A word-for-word copy of the line containing "let mut iter = 0;" and every following line to the end of the data below is all the answer should hold.

## Given data
============================================================

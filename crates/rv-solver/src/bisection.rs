//! Scalar bisection.
//!
//! The bracket is not checked for a sign change. Callers that cannot
//! guarantee one (see [`crate::top_speed`]) verify it before calling.

use crate::error::{SolverError, SolverResult};
use serde::Serialize;

/// Bisection stopping rules.
#[derive(Clone, Copy, Debug, PartialEq)]
pub struct BisectionConfig {
    /// Stop once the error bound (half bracket width) drops below this.
    pub tolerance: f64,
    /// Hard cap on halvings.
    pub max_iterations: usize,
}

impl Default for BisectionConfig {
    fn default() -> Self {
        Self {
            tolerance: 1e-6,
            max_iterations: 1000,
        }
    }
}

impl BisectionConfig {
    pub fn validate(&self) -> SolverResult<()> {
        if !self.tolerance.is_finite() || self.tolerance <= 0.0 {
            return Err(SolverError::InvalidArg {
                what: "bisection tolerance must be positive",
            });
        }
        if self.max_iterations == 0 {
            return Err(SolverError::InvalidArg {
                what: "bisection needs at least one iteration",
            });
        }
        Ok(())
    }
}

#[derive(Clone, Copy, Debug, PartialEq, Serialize)]
pub struct BisectionResult {
    /// Midpoint of the final bracket.
    pub root: f64,
    /// Half width of the final bracket; 0 for an exact hit.
    pub error_bound: f64,
    pub iterations: usize,
    /// False when the iteration cap was hit before the tolerance.
    pub converged: bool,
}

impl BisectionResult {
    fn exact(root: f64, iterations: usize) -> Self {
        Self {
            root,
            error_bound: 0.0,
            iterations,
            converged: true,
        }
    }
}

fn eval<F>(f: &mut F, x: f64) -> SolverResult<f64>
where
    F: FnMut(f64) -> SolverResult<f64>,
{
    let y = f(x)?;
    if !y.is_finite() {
        return Err(SolverError::InvalidArg {
            what: "bisection function returned a non-finite value",
        });
    }
    Ok(y)
}

/// Find a root of `f` in `[lo, hi]`.
///
/// Each iteration keeps the half whose endpoints straddle a sign change
/// relative to the current lower endpoint.
pub fn bisect<F>(mut f: F, lo: f64, hi: f64, config: &BisectionConfig) -> SolverResult<BisectionResult>
where
    F: FnMut(f64) -> SolverResult<f64>,
{
    config.validate()?;
    if !lo.is_finite() || !hi.is_finite() {
        return Err(SolverError::InvalidArg {
            what: "bisection bracket must be finite",
        });
    }
    if lo >= hi {
        return Err(SolverError::InvalidArg {
            what: "bisection bracket must satisfy lo < hi",
        });
    }

    if eval(&mut f, hi)? == 0.0 {
        return Ok(BisectionResult::exact(hi, 0));
    }
    let mut f_lo = eval(&mut f, lo)?;
    if f_lo == 0.0 {
        return Ok(BisectionResult::exact(lo, 0));
    }

    let (mut lo, mut hi) = (lo, hi);
    let mut iter = 0;
    loop {
        iter += 1;
        let mid = 0.5 * (lo + hi);
        let f_mid = eval(&mut f, mid)?;
        if f_mid == 0.0 {
            return Ok(BisectionResult::exact(mid, iter));
        }

        if f_mid.signum() != f_lo.signum() {
            hi = mid;
        } else {
            lo = mid;
            f_lo = f_mid;
        }

        let error_bound = 0.5 * (hi - lo);
        if error_bound < config.tolerance || iter == config.max_iterations {
            return Ok(BisectionResult {
                root: 0.5 * (lo + hi),
                error_bound,
                iterations: iter,
                converged: error_bound < config.tolerance,
            });
        }
    }
}
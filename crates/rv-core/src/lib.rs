//! rv-core: numeric foundation for roverdyn.
//!
//! Contains:
//! - units (uom SI types + constructors)
//! - numeric (Real + tolerances + quadrature helpers)
//! - interp (cubic spline with polynomial extrapolation)
//! - error (shared error types)

pub mod error;
pub mod interp;
pub mod numeric;
pub mod units;

pub use error::{RvError, RvResult};
pub use interp::CubicSpline;
pub use numeric::*;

============================================================

## Result of this task
    let mut iter = 0;
    loop {
        iter += 1;
        let mid = 0.5 * (lo + hi);
        let f_mid = eval(&mut f, mid)?;
        if f_mid == 0.0 {
            return Ok(BisectionResult::exact(mid, iter));
        }

        if f_mid.signum() != f_lo.signum() {
            hi = mid;
        } else {
            lo = mid;
            f_lo = f_mid;
        }

        let error_bound = 0.5 * (hi - lo);
        if error_bound < config.tolerance || iter == config.max_iterations {
            return Ok(BisectionResult {
                root: 0.5 * (lo + hi),
                error_bound,
                iterations: iter,
                converged: error_bound < config.tolerance,
            });
        }
    }
}
filename crates/rv-core/src/lib.rs
//! rv-core: numeric foundation for roverdyn.
//!
//! Contains:
//! - units (uom SI types + constructors)
//! - numeric (Real + tolerances + quadrature helpers)
//! - interp (cubic spline with polynomial extrapolation)
//! - error (shared error types)

pub mod error;
pub mod interp;
pub mod numeric;
pub mod units;

pub use error::{RvError, RvResult};
pub use interp::CubicSpline;
pub use numeric::*;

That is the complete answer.